The reconstructed 3D structure is evaluated by comparing it to the original data using mean Euclidean error.
The algorithm can be used in robotics, augmented reality, and 3D modeling, though additional constraints may be necessary for complex real-world applications.

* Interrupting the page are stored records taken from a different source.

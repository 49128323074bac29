//! Core artifact and package-name types.

use serde::{Deserialize, Serialize};
use std::borrow::Borrow;

use crate::hash::{Sha256Hash, VariantHash};

/// A single downloadable package file parsed from a simple-index page.
///
/// Immutable once parsed. Uniqueness is not enforced here; consumers that
/// need one artifact per variant key build their own mapping.
#[derive(Debug, Clone, PartialEq, Eq, Serialize, Deserialize)]
pub struct Artifact {
    /// Final path segment of the link (e.g. `requests-2.32.3-py3-none-any.whl`)
    pub filename: String,

    /// Three-component release version extracted from the filename
    pub version: Version,

    /// Source distribution or wheel
    pub format: ArtifactFormat,

    /// SHA256 advertised in the link fragment, when well-formed
    pub integrity_hash: Option<Sha256Hash>,

    /// Variant tag embedded in a wheel filename, if any
    pub variant_hash: Option<VariantHash>,
}

/// Distribution format of an [`Artifact`].
///
/// The derived ordering is the preference rank: a prebuilt wheel outranks a
/// source distribution of the same version.
#[derive(Debug, Clone, Copy, Serialize, Deserialize, PartialEq, Eq, PartialOrd, Ord, Hash)]
pub enum ArtifactFormat {
    /// Source distribution (`.tar.gz`).
    #[serde(rename = "tar.gz")]
    SourceDist,
    /// Built distribution (`.whl`).
    #[serde(rename = "whl")]
    Wheel,
}

impl ArtifactFormat {
    /// Map a filename extension (without the leading dot) to a format.
    pub fn from_extension(ext: &str) -> Option<Self> {
        match ext {
            "tar.gz" => Some(Self::SourceDist),
            "whl" => Some(Self::Wheel),
            _ => None,
        }
    }

    /// The extension this format is published under.
    pub fn extension(self) -> &'static str {
        match self {
            Self::SourceDist => "tar.gz",
            Self::Wheel => "whl",
        }
    }
}

impl std::fmt::Display for ArtifactFormat {
    fn fmt(&self, f: &mut std::fmt::Formatter<'_>) -> std::fmt::Result {
        f.write_str(self.extension())
    }
}

/// A normalized project name, in the form used by simple-index URLs.
///
/// Lowercased, with every run of `-`, `_` and `.` collapsed to a single `-`,
/// so `Foo_Bar`, `foo.bar` and `foo--bar` all name the same project.
#[derive(Debug, Clone, PartialEq, Eq, Hash, PartialOrd, Ord, Serialize, Deserialize)]
pub struct PackageName(String);

impl PackageName {
    /// Create a new package name, normalizing the input.
    pub fn new(name: &str) -> Self {
        let mut normalized = String::with_capacity(name.len());
        let mut in_separator = false;
        for c in name.trim().chars() {
            if matches!(c, '-' | '_' | '.') {
                if !in_separator {
                    normalized.push('-');
                }
                in_separator = true;
            } else {
                normalized.push(c.to_ascii_lowercase());
                in_separator = false;
            }
        }
        Self(normalized)
    }

    /// Return the normalized name as a string slice.
    pub fn as_str(&self) -> &str {
        &self.0
    }
}

impl std::fmt::Display for PackageName {
    fn fmt(&self, f: &mut std::fmt::Formatter<'_>) -> std::fmt::Result {
        write!(f, "{}", self.0)
    }
}

impl std::ops::Deref for PackageName {
    type Target = str;

    fn deref(&self) -> &Self::Target {
        &self.0
    }
}

impl AsRef<str> for PackageName {
    fn as_ref(&self) -> &str {
        &self.0
    }
}

impl PartialEq<str> for PackageName {
    fn eq(&self, other: &str) -> bool {
        *self == Self::new(other)
    }
}

impl PartialEq<&str> for PackageName {
    fn eq(&self, other: &&str) -> bool {
        *self == Self::new(other)
    }
}

impl Borrow<str> for PackageName {
    fn borrow(&self) -> &str {
        &self.0
    }
}

impl From<&str> for PackageName {
    fn from(s: &str) -> Self {
        Self::new(s)
    }
}

impl From<String> for PackageName {
    fn from(s: String) -> Self {
        Self::new(&s)
    }
}

/// Error returned when a string is not a `major.minor.patch` release number.
#[derive(thiserror::Error, Debug, Clone, PartialEq, Eq)]
#[error("Invalid version '{0}': expected three dot-separated non-negative integers")]
pub struct VersionError(pub String);

/// A three-component release version.
///
/// Parsed component-wise, so `02.1.0` and `2.1.0` are the same version and
/// order identically.
#[derive(Debug, Clone, PartialEq, Eq, Hash, PartialOrd, Ord, Serialize, Deserialize)]
#[serde(transparent)]
pub struct Version(semver::Version);

impl Version {
    /// Create a version from its numeric components.
    pub fn new(major: u64, minor: u64, patch: u64) -> Self {
        Self(semver::Version::new(major, minor, patch))
    }

    /// Major component.
    pub fn major(&self) -> u64 {
        self.0.major
    }

    /// Minor component.
    pub fn minor(&self) -> u64 {
        self.0.minor
    }

    /// Patch component.
    pub fn patch(&self) -> u64 {
        self.0.patch
    }
}

impl std::str::FromStr for Version {
    type Err = VersionError;

    fn from_str(s: &str) -> Result<Self, Self::Err> {
        let err = || VersionError(s.to_string());
        let mut parts = s.split('.');
        let mut next = || -> Result<u64, VersionError> {
            let part = parts.next().ok_or_else(err)?;
            if part.is_empty() || !part.bytes().all(|b| b.is_ascii_digit()) {
                return Err(err());
            }
            part.parse().map_err(|_| err())
        };
        let (major, minor, patch) = (next()?, next()?, next()?);
        if parts.next().is_some() {
            return Err(err());
        }
        Ok(Self::new(major, minor, patch))
    }
}

impl std::fmt::Display for Version {
    fn fmt(&self, f: &mut std::fmt::Formatter<'_>) -> std::fmt::Result {
        write!(f, "{}", self.0)
    }
}
//! Subscriber setup.
//!
//! INFO and below go to stdout; WARN and ERROR go to stderr.

use std::io::IsTerminal;

use tracing::Level;
use tracing_subscriber::EnvFilter;
use tracing_subscriber::fmt::writer::MakeWriterExt;

/// Filter used when `RUST_LOG` is unset or invalid.
pub const DEFAULT_FILTER: &str = "info";

/// Install the global subscriber. Safe to call once per process.
pub fn init() {
    let filter =
        EnvFilter::try_from_default_env().unwrap_or_else(|_| EnvFilter::new(DEFAULT_FILTER));
    let writer = std::io::stderr
        .with_max_level(Level::WARN)
        .or_else(std::io::stdout);

    tracing_subscriber::fmt()
        .with_env_filter(filter)
        .with_writer(writer)
        .with_target(false)
        .with_ansi(std::io::stdout().is_terminal())
        .init();
}
//! Artifact URL grammar.
//!
//! A link on a simple-index page names an artifact when its last path
//! segment reads `{project}-{major.minor.patch}{opaque-suffix}.{tar.gz|whl}`.
//! Anything else is "not an artifact", which callers skip.

use regex::Regex;
use std::sync::LazyLock;

use crate::hash::Sha256Hash;
use crate::types::{Artifact, ArtifactFormat, Version};
use crate::wheel::variant_hash_from_wheel;

static ARTIFACT_FILENAME: LazyLock<Regex> = LazyLock::new(|| {
    Regex::new(
        r"^(?P<project>[A-Za-z0-9_.\-]+?)-(?P<version>\d+\.\d+\.\d+)(?P<suffix>[^\s/]*?)\.(?P<extension>tar\.gz|whl)$",
    )
    .expect("artifact filename pattern is valid")
});

/// Errors raised while interpreting an index link.
#[derive(thiserror::Error, Debug, Clone, PartialEq, Eq)]
pub enum ArtifactError {
    /// The link path does not name a source distribution or wheel.
    #[error("Improper URL '{url}': does not match a known python package")]
    MalformedArtifactUrl {
        /// The offending link.
        url: String,
    },
}

/// Parse a single index link into an [`Artifact`].
///
/// The integrity hash is taken from a `sha256` parameter in the URL fragment
/// and kept only when it is exactly 64 hex characters. For wheels, a variant
/// tag embedded in the filename becomes the artifact's variant hash; a wheel
/// name that fails the stricter wheel grammar is still a usable artifact, just
/// without a variant.
///
/// # Errors
///
/// Returns [`ArtifactError::MalformedArtifactUrl`] when the path does not match
/// the artifact grammar.
pub fn parse_artifact(url: &str) -> Result<Artifact, ArtifactError> {
    let malformed = || ArtifactError::MalformedArtifactUrl {
        url: url.to_string(),
    };

    let (path, fragment) = split_url(url);
    let filename = path.rsplit('/').next().unwrap_or(path);

    let caps = ARTIFACT_FILENAME.captures(filename).ok_or_else(malformed)?;
    let version: Version = caps["version"].parse().map_err(|_| malformed())?;
    let format = ArtifactFormat::from_extension(&caps["extension"]).ok_or_else(malformed)?;

    let integrity_hash = fragment
        .and_then(|f| fragment_param(f, "sha256"))
        .and_then(|h| Sha256Hash::new(h).ok());

    let variant_hash = match format {
        ArtifactFormat::Wheel => variant_hash_from_wheel(filename).unwrap_or_else(|e| {
            tracing::debug!("{e}; ignoring variant tag");
            None
        }),
        ArtifactFormat::SourceDist => None,
    };

    Ok(Artifact {
        filename: filename.to_string(),
        version,
        format,
        integrity_hash,
        variant_hash,
    })
}

/// Split a URL into its path and optional fragment, dropping scheme,
/// authority and query.
fn split_url(url: &str) -> (&str, Option<&str>) {
    let (rest, fragment) = match url.split_once('#') {
        Some((rest, fragment)) => (rest, Some(fragment)),
        None => (url, None),
    };
    let rest = rest.split_once('?').map_or(rest, |(before, _)| before);

    let path = match rest.split_once("://") {
        Some((_, after_scheme)) => after_scheme.find('/').map_or("", |i| &after_scheme[i..]),
        None => rest,
    };
    (path, fragment)
}

/// First value of `key` in a `k=v&k2=v2` fragment.
fn fragment_param<'a>(fragment: &'a str, key: &str) -> Option<&'a str> {
    fragment
        .split('&')
        .filter_map(|pair| pair.split_once('='))
        .find(|(k, _)| *k == key)
        .map(|(_, v)| v)
}
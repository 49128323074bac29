//! Core library for vpip.
//!
//! Composes the three stages of a resolution: listing candidates from an
//! index page, enumerating variant descriptors in priority order, and picking
//! the single best artifact.

pub mod candidates;
pub mod combination;
pub mod config;
pub mod io;
pub mod providers;
pub mod reporter;
pub mod resolver;

pub use candidates::CandidateSet;
pub use combination::{Combinations, generate_descriptors, order_providers};
pub use providers::{PrioritySource, ProviderSource};
pub use reporter::{NullReporter, Reporter, TracingReporter};
pub use resolver::{ForcedVariant, ResolutionRequest, ResolveError, Resolver, resolve};

/// Re-export of the shared schema crate.
pub use vpip_schema as types;

/// User Agent string for index requests
pub const USER_AGENT: &str = concat!("vpip/", env!("CARGO_PKG_VERSION"));
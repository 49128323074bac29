//! Simple-index page fetching.
//!
//! Every failure mode collapses to an empty candidate list after logging, so
//! callers only ever see "some candidates" or "none".

use std::time::Duration;

use async_trait::async_trait;
use reqwest::Client;
use thiserror::Error;
use vpip_schema::{Artifact, PackageName, list_candidates};

use crate::USER_AGENT;

/// Per-request timeout for index pages.
pub const FETCH_TIMEOUT: Duration = Duration::from_secs(10);

/// Failures before an HTTP status was received.
#[derive(Error, Debug)]
pub enum FetchError {
    /// The request did not complete within the timeout.
    #[error("Timed out fetching {url}")]
    Timeout {
        /// Requested page.
        url: String,
    },

    /// Connection, TLS or body transfer failed.
    #[error("Request to {url} failed: {source}")]
    Http {
        /// Requested page.
        url: String,
        /// Underlying client error.
        #[source]
        source: reqwest::Error,
    },
}

/// Raw outcome of a completed HTTP exchange.
#[derive(Debug, Clone, PartialEq, Eq)]
pub struct IndexResponse {
    /// HTTP status code.
    pub status: u16,
    /// Response body, decoded as text.
    pub body: String,
}

/// Retrieves index pages. Swappable so resolution can run offline in tests.
#[async_trait]
pub trait IndexFetcher: Send + Sync {
    /// GET `url`, giving up after `timeout`.
    ///
    /// Any HTTP status counts as a response, including 404.
    ///
    /// # Errors
    ///
    /// Returns [`FetchError::Timeout`] when `timeout` elapses and
    /// [`FetchError::Http`] for any other transport failure.
    async fn fetch(&self, url: &str, timeout: Duration) -> Result<IndexResponse, FetchError>;
}

/// [`IndexFetcher`] backed by a shared `reqwest` client.
#[derive(Debug, Clone, Default)]
pub struct HttpIndexFetcher {
    client: Client,
}

impl HttpIndexFetcher {
    /// Wrap an existing client, e.g. one with custom TLS or proxy settings.
    pub fn new(client: Client) -> Self {
        Self { client }
    }
}

#[async_trait]
impl IndexFetcher for HttpIndexFetcher {
    async fn fetch(&self, url: &str, timeout: Duration) -> Result<IndexResponse, FetchError> {
        let classify = |source: reqwest::Error| {
            if source.is_timeout() {
                FetchError::Timeout {
                    url: url.to_string(),
                }
            } else {
                FetchError::Http {
                    url: url.to_string(),
                    source,
                }
            }
        };

        let resp = self
            .client
            .get(url)
            .header(reqwest::header::USER_AGENT, USER_AGENT)
            .timeout(timeout)
            .send()
            .await
            .map_err(classify)?;
        let status = resp.status().as_u16();
        let body = resp.text().await.map_err(classify)?;
        Ok(IndexResponse { status, body })
    }
}

/// Page URL for `package` under `index_url`: `<index>/<package>/`.
pub fn package_url(index_url: &str, package: &PackageName) -> String {
    format!("{}/{}/", index_url.trim_end_matches('/'), package)
}

/// Fetch and parse the candidate list for `package`, newest first.
///
/// Not-found, unexpected statuses, timeouts and transport errors are logged
/// and yield an empty list.
pub async fn fetch_candidates(
    fetcher: &dyn IndexFetcher,
    package: &PackageName,
    index_url: &str,
) -> Vec<Artifact> {
    let url = package_url(index_url, package);
    tracing::info!("Querying `{url}` for package `{package}`");

    match fetcher.fetch(&url, FETCH_TIMEOUT).await {
        Ok(IndexResponse { status: 200, body }) => {
            tracing::info!("Successfully fetched package data from `{url}`");
            let candidates = list_candidates(&body);
            tracing::debug!("{} candidate artifacts for `{package}`", candidates.len());
            candidates
        }
        Ok(IndexResponse { status: 404, .. }) => {
            tracing::info!("No candidate found for `{package}` from `{url}`");
            Vec::new()
        }
        Ok(IndexResponse { status, .. }) => {
            tracing::error!("Unexpected status {status} from `{url}`");
            Vec::new()
        }
        Err(e @ FetchError::Timeout { .. }) => {
            tracing::error!("{e}");
            Vec::new()
        }
        Err(e) => {
            tracing::error!("Error fetching package data: {e}");
            Vec::new()
        }
    }
}

#[cfg(test)]
mod tests {
    use super::*;
    use mockito::Server;

    const PAGE: &str = r#"<html><body>
<a href="https://files.example/dummy-1.0.0-py3-none-any.whl#sha256=0000000000000000000000000000000000000000000000000000000000000000">w</a>
<a href="https://files.example/dummy-1.0.0.tar.gz">s</a>
<a href="https://files.example/dummy-2.0.0~abcd1234-py3-none-any.whl">v</a>
<a href="/not-an-artifact">x</a>
</body></html>"#;

    struct Failing(fn(&str) -> FetchError);

    #[async_trait]
    impl IndexFetcher for Failing {
        async fn fetch(&self, url: &str, _: Duration) -> Result<IndexResponse, FetchError> {
            Err((self.0)(url))
        }
    }

    #[test]
    fn test_package_url() {
        let name = PackageName::from("Dummy_Pkg");
        assert_eq!(
            package_url("https://pypi.org/simple", &name),
            "https://pypi.org/simple/dummy-pkg/"
        );
        assert_eq!(
            package_url("https://pypi.org/simple/", &name),
            "https://pypi.org/simple/dummy-pkg/"
        );
    }

    #[tokio::test]
    async fn test_fetch_candidates_ok() {
        let mut server = Server::new_async().await;
        let _m = server
            .mock("GET", "/simple/dummy/")
            .with_status(200)
            .with_header("content-type", "text/html")
            .with_body(PAGE)
            .create_async()
            .await;

        let index = format!("{}/simple", server.url());
        let fetcher = HttpIndexFetcher::default();
        let candidates = fetch_candidates(&fetcher, &PackageName::from("dummy"), &index).await;

        let names: Vec<&str> = candidates.iter().map(|a| a.filename.as_str()).collect();
        assert_eq!(
            names,
            [
                "dummy-2.0.0~abcd1234-py3-none-any.whl",
                "dummy-1.0.0-py3-none-any.whl",
                "dummy-1.0.0.tar.gz",
            ]
        );
        assert!(candidates[1].integrity_hash.is_some());
    }

    #[tokio::test]
    async fn test_fetch_candidates_trailing_slash_index() {
        let mut server = Server::new_async().await;
        let m = server
            .mock("GET", "/simple/dummy/")
            .with_status(200)
            .with_body(PAGE)
            .create_async()
            .await;

        let index = format!("{}/simple/", server.url());
        let candidates =
            fetch_candidates(&HttpIndexFetcher::default(), &PackageName::from("dummy"), &index)
                .await;
        assert_eq!(candidates.len(), 3);
        m.assert_async().await;
    }

    #[tokio::test]
    async fn test_fetch_candidates_not_found() {
        let mut server = Server::new_async().await;
        let _m = server
            .mock("GET", "/simple/missing/")
            .with_status(404)
            .create_async()
            .await;

        let index = format!("{}/simple", server.url());
        let candidates =
            fetch_candidates(&HttpIndexFetcher::default(), &PackageName::from("missing"), &index)
                .await;
        assert!(candidates.is_empty());
    }

    #[tokio::test]
    async fn test_fetch_candidates_server_error() {
        let mut server = Server::new_async().await;
        let _m = server
            .mock("GET", "/simple/dummy/")
            .with_status(500)
            .with_body(PAGE)
            .create_async()
            .await;

        let index = format!("{}/simple", server.url());
        let candidates =
            fetch_candidates(&HttpIndexFetcher::default(), &PackageName::from("dummy"), &index)
                .await;
        assert!(candidates.is_empty());
    }

    #[tokio::test]
    async fn test_fetch_candidates_timeout_is_empty() {
        let fetcher = Failing(|url| FetchError::Timeout {
            url: url.to_string(),
        });
        let candidates =
            fetch_candidates(&fetcher, &PackageName::from("dummy"), "http://index").await;
        assert!(candidates.is_empty());
    }

    #[tokio::test]
    async fn test_fetch_candidates_connection_refused_is_empty() {
        // Port 1 is reserved and nothing listens on it.
        let candidates = fetch_candidates(
            &HttpIndexFetcher::default(),
            &PackageName::from("dummy"),
            "http://127.0.0.1:1/simple",
        )
        .await;
        assert!(candidates.is_empty());
    }
}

The Tomasi-Kanade Factorization algorithm is a widely used method in computer vision and 3D reconstruction for solving the problem of the rigid structure from motion (RSFM)It is the process of estimating the 3D structure of an object or scene from a sequence of 2D images taken from different viewpoints, assuming the object's structure is rigid (i.e doesn't deform over time). When we are given a set of 2D point correspondences in multiple images taken from different perspectives, RSfM aims to recover both the 3D coordinates of the points and the camera motion between these viewpoints. This algorithm has various applications, including robotics, augmented reality, and 3D modeling.

Step-by-step procedure

Here, we will focus on implementing the Tomasi-Kanade Factorization algorithm using our Python programming knowledge. The steps to implement this are outlined below.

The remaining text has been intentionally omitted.